By Ricardo d Argence
The most important task of any system administrator is backing up the systems they are responsible for. Not putting the system up, not keeping it running, backing it up and being able to restore is primary.
A system with no backup cannot be relied upon for any real purpose, because if anything goes wrong your data is gone.
Something always goes wrong eventually, and without good backups all of your work, and possible your entire business is just plain gone.
A good backup strategy is composed of backup, storage, verification, and restoration. The backup component covers selection of method and which data to backup (all of it by choice).
Storage covers both what media you back up onto as well as where you keep them (if your building burns down, tapes kept in the server room will be useless).
Verification is a crucial component of a backup strategy, you have to know you have usable data.
Lastly, you need to be able to get the data back to where it can be used.
There are two main strategies for backups: Disaster Recovery and Archival.
DR backups are designed to restore a system to a working state. To do this you backup the entire system so that you can restore it onto another machine to get a working system.
An archival strategy is concerned with retrieving historical data ('give me the customer database as it appeared at the end of last year') and not with restoring a working system.
Both strategies can, and probably should, be combined. An archival-only strategy requires the system administrators to reinstall and reconfigure the operating system prior to restoring the data; this takes longer and is more error prone.
Any backup strategy must be tested.
A DR backup is tested by restoring a system backup onto a fresh system to make sure you can recover from an emergency.
Archival strategies are tested by retrieving files and verifying that you can find the files you need and that they are readable once restored.
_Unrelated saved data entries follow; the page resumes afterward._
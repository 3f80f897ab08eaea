//! Operation whitelist/blacklist and category filters.

use std::collections::BTreeSet;

use pv_protocol::{FilterState, FilterUpdate, TraceEvent};

/// Live admission filters shared by every subscriber.
///
/// All three checks must pass. An empty whitelist or category set admits
/// everything; the blacklist always applies, so an operation that is both
/// whitelisted and blacklisted is never admitted.
#[derive(Debug, Clone, Default, PartialEq, Eq)]
pub struct FilterConfig {
    whitelist: BTreeSet<String>,
    blacklist: BTreeSet<String>,
    categories: BTreeSet<String>,
}

impl FilterConfig {
    pub fn new() -> Self {
        Self::default()
    }

    pub fn admits(&self, event: &TraceEvent) -> bool {
        if !self.whitelist.is_empty() && !self.whitelist.contains(&event.operation) {
            return false;
        }
        if self.blacklist.contains(&event.operation) {
            return false;
        }
        if !self.categories.is_empty() && !self.categories.contains(&event.category) {
            return false;
        }
        true
    }

    /// Replace each set present in `update`; leave the others alone.
    pub fn apply(&mut self, update: FilterUpdate) {
        if let Some(categories) = update.categories {
            self.categories = categories.into_iter().collect();
        }
        if let Some(whitelist) = update.whitelist {
            self.whitelist = whitelist.into_iter().collect();
        }
        if let Some(blacklist) = update.blacklist {
            self.blacklist = blacklist.into_iter().collect();
        }
    }

    pub fn state(&self) -> FilterState {
        FilterState {
            categories: self.categories.iter().cloned().collect(),
            whitelist: self.whitelist.iter().cloned().collect(),
            blacklist: self.blacklist.iter().cloned().collect(),
        }
    }

    pub fn is_empty(&self) -> bool {
        self.whitelist.is_empty() && self.blacklist.is_empty() && self.categories.is_empty()
    }
}
//! Shared application state for the Axum server and background tasks.

use std::sync::Arc;

use tokio::sync::Mutex;

use pv_trace_tools::{BucketAggregator, FilterConfig, StatsTracker};

use crate::hub::BroadcastHub;

/// The mutable pipeline components, guarded together.
///
/// Ingestion holds the lock from admission through publishing, so a filter
/// change is either fully before or fully after any given event.
#[derive(Debug, Default)]
pub struct PipelineCore {
    /// Admission filters, one set for all subscribers.
    pub filters: FilterConfig,
    /// Running counters since startup.
    pub stats: StatsTracker,
    /// Per-process events awaiting the next batch flush.
    pub buckets: BucketAggregator,
}

/// Process-wide state, cheap to clone into handlers and tasks.
#[derive(Clone)]
pub struct AppState {
    pub core: Arc<Mutex<PipelineCore>>,
    /// Connected subscribers.
    pub hub: Arc<BroadcastHub>,
}

impl AppState {
    /// Create empty state with `subscriber_queue` slots per subscriber.
    pub fn new(subscriber_queue: usize) -> Self {
        Self {
            core: Arc::new(Mutex::new(PipelineCore::default())),
            hub: Arc::new(BroadcastHub::new(subscriber_queue)),
        }
    }
}

impl Default for AppState {
    fn default() -> Self {
        Self::new(256)
    }
}
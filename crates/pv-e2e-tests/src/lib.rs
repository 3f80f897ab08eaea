//! End-to-end tests for procviz live in `tests/`; this crate has no library code.
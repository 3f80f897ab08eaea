//! Trace file source: polls a growing file and yields complete lines.

use std::io::SeekFrom;
use std::path::{Path, PathBuf};
use std::time::Duration;

use tokio::fs::File;
use tokio::io::{AsyncReadExt, AsyncSeekExt};
use tokio::sync::mpsc;
use tokio::time::{self, MissedTickBehavior};

use crate::error::{TraceError, TraceResult};

/// Where and how to tail.
#[derive(Debug, Clone)]
pub struct TailConfig {
    pub path: PathBuf,
    /// Replay content already in the file at startup instead of starting at its end.
    pub from_beginning: bool,
    pub poll_interval: Duration,
}

impl TailConfig {
    pub fn new(path: impl Into<PathBuf>) -> Self {
        Self {
            path: path.into(),
            from_beginning: false,
            poll_interval: Duration::from_millis(250),
        }
    }
}

/// Poll-based tailer for a trace file that is appended to by another process.
///
/// Emits lines in file order. A trailing fragment without a newline is held
/// back until the rest of the line arrives. If the file is missing at startup
/// it is read from its first byte once it appears; if it shrinks below the
/// read offset it is treated as rotated and re-read from the start.
pub struct FileTailer {
    config: TailConfig,
    offset: u64,
    primed: bool,
    pending: Vec<u8>,
    waiting_logged: bool,
}

impl FileTailer {
    pub fn new(config: TailConfig) -> Self {
        Self {
            config,
            offset: 0,
            primed: false,
            pending: Vec::new(),
            waiting_logged: false,
        }
    }

    pub fn path(&self) -> &Path {
        &self.config.path
    }

    /// Read the complete lines appended since the previous poll.
    pub async fn poll_lines(&mut self) -> TraceResult<Vec<String>> {
        let path = self.config.path.clone();
        let mut file = match File::open(&path).await {
            Ok(f) => f,
            Err(e) => {
                if !self.primed && e.kind() == std::io::ErrorKind::NotFound {
                    // Created later: everything in it is new.
                    self.primed = true;
                    self.offset = 0;
                }
                return Err(TraceError::from_io(&path, e));
            }
        };

        let len = file
            .metadata()
            .await
            .map_err(|e| TraceError::from_io(&path, e))?
            .len();

        if !self.primed {
            self.primed = true;
            self.offset = if self.config.from_beginning { 0 } else { len };
        }

        if len < self.offset {
            tracing::info!(
                path = %path.display(),
                previous_offset = self.offset,
                len,
                "trace file truncated, reading from start"
            );
            self.offset = 0;
            self.pending.clear();
        }

        if len == self.offset {
            return Ok(Vec::new());
        }

        file.seek(SeekFrom::Start(self.offset))
            .await
            .map_err(|e| TraceError::from_io(&path, e))?;
        let mut buf = Vec::new();
        let read = file
            .read_to_end(&mut buf)
            .await
            .map_err(|e| TraceError::from_io(&path, e))?;
        self.offset += read as u64;
        self.pending.extend_from_slice(&buf);

        Ok(self.take_complete_lines())
    }

    fn take_complete_lines(&mut self) -> Vec<String> {
        let Some(last_newline) = self.pending.iter().rposition(|b| *b == b'\n') else {
            return Vec::new();
        };
        let complete: Vec<u8> = self.pending.drain(..=last_newline).collect();
        complete[..complete.len() - 1]
            .split(|b| *b == b'\n')
            .map(|line| {
                let line = line.strip_suffix(b"\r").unwrap_or(line);
                String::from_utf8_lossy(line).into_owned()
            })
            .collect()
    }

    /// Poll forever, forwarding each line to `tx`.
    ///
    /// Returns once the receiving side is dropped. Read errors are logged
    /// and retried on the next tick.
    pub async fn run(mut self, tx: mpsc::Sender<String>) {
        let mut ticker = time::interval(self.config.poll_interval.max(Duration::from_millis(1)));
        ticker.set_missed_tick_behavior(MissedTickBehavior::Delay);

        tracing::info!(
            path = %self.path().display(),
            from_beginning = self.config.from_beginning,
            "tailing trace file"
        );

        loop {
            ticker.tick().await;

            match self.poll_lines().await {
                Ok(lines) => {
                    self.waiting_logged = false;
                    for line in lines {
                        if tx.send(line).await.is_err() {
                            tracing::debug!("line receiver closed, stopping tailer");
                            return;
                        }
                    }
                }
                Err(TraceError::NotFound(path)) => {
                    if !self.waiting_logged {
                        tracing::info!(path = %path, "waiting for trace file to appear");
                        self.waiting_logged = true;
                    }
                }
                Err(e) => {
                    tracing::warn!(error = %e, "failed to read trace file");
                }
            }

            if tx.is_closed() {
                return;
            }
        }
    }
}

/// Read every line of a file at once.
pub async fn read_lines(path: impl AsRef<Path>) -> TraceResult<Vec<String>> {
    let path = path.as_ref();
    let content = tokio::fs::read(path)
        .await
        .map_err(|e| TraceError::from_io(path, e))?;
    Ok(String::from_utf8_lossy(&content)
        .lines()
        .map(String::from)
        .collect())
}
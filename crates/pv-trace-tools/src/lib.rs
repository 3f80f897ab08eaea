//! Trace processing building blocks for procviz.
//!
//! Parses wtrace-style output lines into `TraceEvent`s, classifies their
//! severity, decides admission against the live filter set, keeps running
//! counters and per-process buckets, and tails the growing trace file.

pub mod buckets;
pub mod error;
pub mod filter;
pub mod parser;
pub mod severity;
pub mod source;
pub mod stats;

// Re-export key types for convenience
pub use buckets::BucketAggregator;
pub use error::{TraceError, TraceResult};
pub use filter::FilterConfig;
pub use parser::{parse_line, parse_lines};
pub use severity::classify;
pub use source::{FileTailer, TailConfig};
pub use stats::StatsTracker;
//! Running event counters.

use std::collections::BTreeMap;

use pv_protocol::{StatsSnapshot, TraceEvent};

/// Category label used when an event carries no category.
pub const UNKNOWN_CATEGORY: &str = "UNKNOWN";

/// Monotonic counters over every admitted event.
#[derive(Debug, Clone, Default)]
pub struct StatsTracker {
    total_events: u64,
    per_category: BTreeMap<String, u64>,
}

impl StatsTracker {
    pub fn new() -> Self {
        Self::default()
    }

    pub fn record(&mut self, event: &TraceEvent) {
        self.total_events += 1;
        let category = if event.category.is_empty() {
            UNKNOWN_CATEGORY
        } else {
            event.category.as_str()
        };
        *self.per_category.entry(category.to_string()).or_default() += 1;
    }

    pub fn total_events(&self) -> u64 {
        self.total_events
    }

    pub fn snapshot(&self) -> StatsSnapshot {
        StatsSnapshot {
            total_events: self.total_events,
            per_category: self.per_category.clone(),
        }
    }
}
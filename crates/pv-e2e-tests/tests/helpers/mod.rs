//! Shared test harness for E2E integration tests.
//!
//! Serves the real router on an ephemeral port and talks to it over real
//! WebSocket connections, so every hop from ingestion to the socket is
//! exercised.

#![allow(dead_code)]

use std::net::SocketAddr;
use std::time::Duration;

use futures_util::{SinkExt, StreamExt};
use tokio::net::{TcpListener, TcpStream};
use tokio::task::JoinHandle;
use tokio_tungstenite::tungstenite::Message;
use tokio_tungstenite::{MaybeTlsStream, WebSocketStream};

use pv_server::routes::build_router;
use pv_server::state::AppState;

pub type Client = WebSocketStream<MaybeTlsStream<TcpStream>>;

const RECV_TIMEOUT: Duration = Duration::from_secs(5);

pub const WRITE_LINE: &str = r"21:06:14.1822 System (4.6048) FileIO/Write 'C:\WINDOWS\system32\Logfiles\WMI\RtBackup\EtwRTwtrace-rt.etl' offset: 72, size: 65392 -> SUCCESS";
pub const READ_LINE: &str =
    r"21:06:14.1900 explorer.exe (5120.77) FileIO/Read 'C:\Users\desktop.ini' -> SUCCESS";
pub const REG_LINE: &str =
    r"21:06:15.0002 svchost.exe (880.12) Registry/QueryValue 'HKLM\SYSTEM\Select' -> SUCCESS";

/// A running server bound to 127.0.0.1 on a random port.
pub struct TestServer {
    pub state: AppState,
    pub addr: SocketAddr,
    server: JoinHandle<()>,
}

impl TestServer {
    pub async fn start() -> Self {
        let state = AppState::default();
        let listener = TcpListener::bind("127.0.0.1:0").await.unwrap();
        let addr = listener.local_addr().unwrap();
        let app = build_router(state.clone());
        let server = tokio::spawn(async move {
            axum::serve(listener, app).await.unwrap();
        });
        Self {
            state,
            addr,
            server,
        }
    }

    /// Connect a subscriber and consume the welcome message.
    pub async fn connect(&self) -> Client {
        self.connect_path("/").await
    }

    pub async fn connect_path(&self, path: &str) -> Client {
        let url = format!("ws://{}{}", self.addr, path);
        let (mut client, _) = tokio_tungstenite::connect_async(url)
            .await
            .expect("ws connect failed");
        let welcome = next_json(&mut client).await;
        assert_eq!(welcome["status"], "connected");
        client
    }

    /// Wait until the hub has exactly `n` subscribers.
    pub async fn wait_for_subscribers(&self, n: usize) {
        tokio::time::timeout(RECV_TIMEOUT, async {
            while self.state.hub.subscriber_count().await != n {
                tokio::time::sleep(Duration::from_millis(10)).await;
            }
        })
        .await
        .expect("subscriber count never settled");
    }
}

impl Drop for TestServer {
    fn drop(&mut self) {
        self.server.abort();
    }
}

/// Receive the next text frame as JSON, skipping control frames.
pub async fn next_json(client: &mut Client) -> serde_json::Value {
    loop {
        let msg = tokio::time::timeout(RECV_TIMEOUT, client.next())
            .await
            .expect("timed out waiting for message")
            .expect("connection closed")
            .expect("ws error");
        if let Message::Text(text) = msg {
            return serde_json::from_str(text.as_str()).expect("non-JSON text frame");
        }
    }
}

/// Assert nothing arrives within `ms` milliseconds.
pub async fn expect_silence(client: &mut Client, ms: u64) {
    if let Ok(Some(Ok(msg))) =
        tokio::time::timeout(Duration::from_millis(ms), client.next()).await
    {
        panic!("unexpected message: {msg:?}");
    }
}

/// Send a JSON value as a text frame.
pub async fn send_json(client: &mut Client, value: serde_json::Value) {
    client
        .send(Message::Text(value.to_string().into()))
        .await
        .unwrap();
}

pub async fn send_text(client: &mut Client, text: &str) {
    client.send(Message::Text(text.into())).await.unwrap();
}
An untested backup strategy is usually a complete waste of time and money.
For web hosting clients, you will usually do your backups with the cPanel administrative interface.
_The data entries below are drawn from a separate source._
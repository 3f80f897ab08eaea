//! E2E tests for event fan-out, process batches and stats broadcasts.

mod helpers;

use helpers::{READ_LINE, REG_LINE, TestServer, WRITE_LINE, expect_silence, next_json};
use pv_server::{flush, pipeline};

/// Every connected subscriber gets each admitted event as a flat object.
#[tokio::test]
async fn e2e_event_reaches_all_subscribers() {
    let srv = TestServer::start().await;
    let mut a = srv.connect().await;
    let mut b = srv.connect_path("/ws").await;

    pipeline::ingest_line(&srv.state, WRITE_LINE).await.unwrap();

    for client in [&mut a, &mut b] {
        let event = next_json(client).await;
        assert!(event.get("type").is_none());
        assert_eq!(event["timestamp"], "21:06:14.1822");
        assert_eq!(event["processName"], "System");
        assert_eq!(event["processId"], "4");
        assert_eq!(event["threadId"], "6048");
        assert_eq!(event["category"], "FileIO");
        assert_eq!(event["operation"], "Write");
        assert_eq!(
            event["target"],
            r"C:\WINDOWS\system32\Logfiles\WMI\RtBackup\EtwRTwtrace-rt.etl"
        );
        assert_eq!(event["targetShort"].as_str().unwrap().chars().count(), 40);
        assert_eq!(event["details"], "offset: 72, size: 65392");
        assert_eq!(event["result"], "SUCCESS");
        assert_eq!(event["severity"], "low");
    }
}

/// Unparseable lines never reach subscribers.
#[tokio::test]
async fn e2e_garbage_is_not_streamed() {
    let srv = TestServer::start().await;
    let mut client = srv.connect().await;

    assert!(
        pipeline::ingest_line(&srv.state, "wtrace: session started")
            .await
            .is_none()
    );
    expect_silence(&mut client, 200).await;
}

/// A flush groups buffered events per process, in first-seen order.
#[tokio::test]
async fn e2e_process_batches_after_flush() {
    let srv = TestServer::start().await;
    let mut client = srv.connect().await;

    for line in [READ_LINE, REG_LINE, READ_LINE] {
        pipeline::ingest_line(&srv.state, line).await.unwrap();
    }
    for _ in 0..3 {
        next_json(&mut client).await;
    }

    assert_eq!(flush::flush_batches(&srv.state).await, 2);

    let first = next_json(&mut client).await;
    assert_eq!(first["type"], "ProcessBatch");
    assert_eq!(first["processName"], "explorer.exe");
    assert_eq!(first["count"], 2);
    assert_eq!(first["events"].as_array().unwrap().len(), 2);

    let second = next_json(&mut client).await;
    assert_eq!(second["processName"], "svchost.exe");
    assert_eq!(second["count"], 1);

    assert_eq!(flush::flush_batches(&srv.state).await, 0);
    expect_silence(&mut client, 200).await;
}

/// Stats broadcast counts every admitted event by category.
#[tokio::test]
async fn e2e_stats_broadcast() {
    let srv = TestServer::start().await;
    let mut client = srv.connect().await;

    for line in [WRITE_LINE, READ_LINE, REG_LINE] {
        pipeline::ingest_line(&srv.state, line).await.unwrap();
        next_json(&mut client).await;
    }

    assert!(flush::broadcast_stats(&srv.state).await);
    let stats = next_json(&mut client).await;
    assert_eq!(
        stats,
        serde_json::json!({
            "type": "stats",
            "events": 3,
            "perCategory": {"FileIO": 2, "Registry": 1},
        })
    );
}
//! Route definitions and router builder.

pub mod api;
pub mod health;
pub mod ws;

use axum::Router;
use axum::routing::get;
use tower_http::cors::{Any, CorsLayer};
use tower_http::trace::TraceLayer;

use crate::state::AppState;

/// Build the Axum router with all routes and middleware.
pub fn build_router(state: AppState) -> Router {
    let cors = CorsLayer::new()
        .allow_origin(Any)
        .allow_methods(Any)
        .allow_headers(Any);

    let api = Router::new()
        .route("/stats", get(api::get_stats))
        .route("/filters", get(api::get_filters));

    Router::new()
        // Browser clients connect to the bare host, e.g. ws://localhost:8080
        .route("/", get(ws::ws_handler))
        .route("/ws", get(ws::ws_handler))
        .route("/health", get(health::health))
        .nest("/api/v1", api)
        .layer(TraceLayer::new_for_http())
        .layer(cors)
        .with_state(state)
}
cPanel will let you backup your entire hosted site, your databases, or your home directory (which will contain your website but not the data behind it).
To perform a backup you simply access the Backup control panel and select a type of backup. The system performs the backup and downloads the file to your local system.
These backups can be restored through the same interface.
To test, you would create a new hosted site and restore your backups to it.
The downloaded backup files are important (possibly confidential) data and should be integrated into your local backup strategy.
At the least, burn them to disks if you can't arrange to include them in your main backups.